▶ The task
Search term "measured": please copy every line of the records below that contains it.

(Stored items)
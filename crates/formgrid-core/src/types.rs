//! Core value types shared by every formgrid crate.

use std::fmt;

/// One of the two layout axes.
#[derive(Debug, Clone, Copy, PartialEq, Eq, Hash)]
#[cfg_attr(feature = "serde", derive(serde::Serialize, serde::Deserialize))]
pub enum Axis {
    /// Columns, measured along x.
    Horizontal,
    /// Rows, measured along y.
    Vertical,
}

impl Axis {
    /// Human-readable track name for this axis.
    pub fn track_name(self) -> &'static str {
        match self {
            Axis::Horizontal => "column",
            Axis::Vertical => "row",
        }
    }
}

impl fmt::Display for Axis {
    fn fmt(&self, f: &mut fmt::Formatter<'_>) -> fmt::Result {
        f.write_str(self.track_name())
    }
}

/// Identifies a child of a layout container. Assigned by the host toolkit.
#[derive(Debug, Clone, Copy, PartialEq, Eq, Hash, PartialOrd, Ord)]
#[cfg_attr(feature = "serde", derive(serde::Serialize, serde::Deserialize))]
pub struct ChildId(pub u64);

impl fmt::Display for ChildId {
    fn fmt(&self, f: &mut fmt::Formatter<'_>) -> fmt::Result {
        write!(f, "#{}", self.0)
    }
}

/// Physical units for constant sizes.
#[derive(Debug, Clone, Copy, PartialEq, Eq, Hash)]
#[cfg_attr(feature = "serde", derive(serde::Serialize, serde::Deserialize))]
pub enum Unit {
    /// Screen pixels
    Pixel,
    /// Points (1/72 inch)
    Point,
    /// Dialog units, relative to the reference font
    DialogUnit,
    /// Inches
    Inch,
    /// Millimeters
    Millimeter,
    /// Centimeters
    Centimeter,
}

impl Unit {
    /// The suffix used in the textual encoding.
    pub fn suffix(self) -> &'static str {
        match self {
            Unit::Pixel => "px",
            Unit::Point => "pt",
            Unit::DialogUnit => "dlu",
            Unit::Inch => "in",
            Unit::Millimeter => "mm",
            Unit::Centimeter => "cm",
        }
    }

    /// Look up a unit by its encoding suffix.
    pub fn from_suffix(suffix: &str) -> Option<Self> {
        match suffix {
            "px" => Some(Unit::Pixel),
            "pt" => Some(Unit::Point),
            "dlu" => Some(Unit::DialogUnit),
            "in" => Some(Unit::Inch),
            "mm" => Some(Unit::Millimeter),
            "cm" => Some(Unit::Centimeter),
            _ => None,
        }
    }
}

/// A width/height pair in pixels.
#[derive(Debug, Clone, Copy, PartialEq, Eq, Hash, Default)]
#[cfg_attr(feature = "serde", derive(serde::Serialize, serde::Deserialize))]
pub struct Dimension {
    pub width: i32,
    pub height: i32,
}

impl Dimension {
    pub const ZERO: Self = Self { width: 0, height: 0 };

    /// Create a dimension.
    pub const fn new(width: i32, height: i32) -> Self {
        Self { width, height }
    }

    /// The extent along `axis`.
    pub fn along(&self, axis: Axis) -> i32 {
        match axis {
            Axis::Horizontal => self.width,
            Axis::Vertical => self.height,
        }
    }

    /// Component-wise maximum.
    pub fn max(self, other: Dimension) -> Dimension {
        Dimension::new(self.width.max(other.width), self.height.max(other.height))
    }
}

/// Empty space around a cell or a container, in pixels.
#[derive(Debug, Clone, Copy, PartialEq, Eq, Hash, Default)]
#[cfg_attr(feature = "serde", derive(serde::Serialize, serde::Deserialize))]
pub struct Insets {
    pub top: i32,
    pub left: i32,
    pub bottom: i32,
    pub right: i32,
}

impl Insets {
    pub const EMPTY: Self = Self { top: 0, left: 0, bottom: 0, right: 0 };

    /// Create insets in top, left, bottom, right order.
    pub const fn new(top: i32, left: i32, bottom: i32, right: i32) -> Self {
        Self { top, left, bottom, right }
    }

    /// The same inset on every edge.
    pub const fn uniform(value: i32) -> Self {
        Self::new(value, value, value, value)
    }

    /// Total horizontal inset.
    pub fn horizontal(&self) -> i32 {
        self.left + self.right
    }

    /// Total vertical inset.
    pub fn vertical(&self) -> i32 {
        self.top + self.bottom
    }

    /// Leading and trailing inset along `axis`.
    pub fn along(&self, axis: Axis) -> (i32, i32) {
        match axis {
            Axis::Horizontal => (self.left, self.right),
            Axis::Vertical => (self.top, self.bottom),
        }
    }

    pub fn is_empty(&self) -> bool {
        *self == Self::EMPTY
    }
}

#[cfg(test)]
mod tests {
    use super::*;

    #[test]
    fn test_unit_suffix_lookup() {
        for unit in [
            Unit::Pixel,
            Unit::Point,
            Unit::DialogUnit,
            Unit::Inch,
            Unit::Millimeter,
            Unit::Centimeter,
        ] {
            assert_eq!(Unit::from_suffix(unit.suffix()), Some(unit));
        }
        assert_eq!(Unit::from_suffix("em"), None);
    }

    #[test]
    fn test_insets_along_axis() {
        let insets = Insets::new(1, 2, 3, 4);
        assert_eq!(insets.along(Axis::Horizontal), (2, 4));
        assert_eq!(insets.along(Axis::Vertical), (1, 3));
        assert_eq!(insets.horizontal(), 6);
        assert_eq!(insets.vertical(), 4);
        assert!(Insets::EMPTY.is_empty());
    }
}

▶ Answer section
    /// Columns, measured along x.
    /// Rows, measured along y.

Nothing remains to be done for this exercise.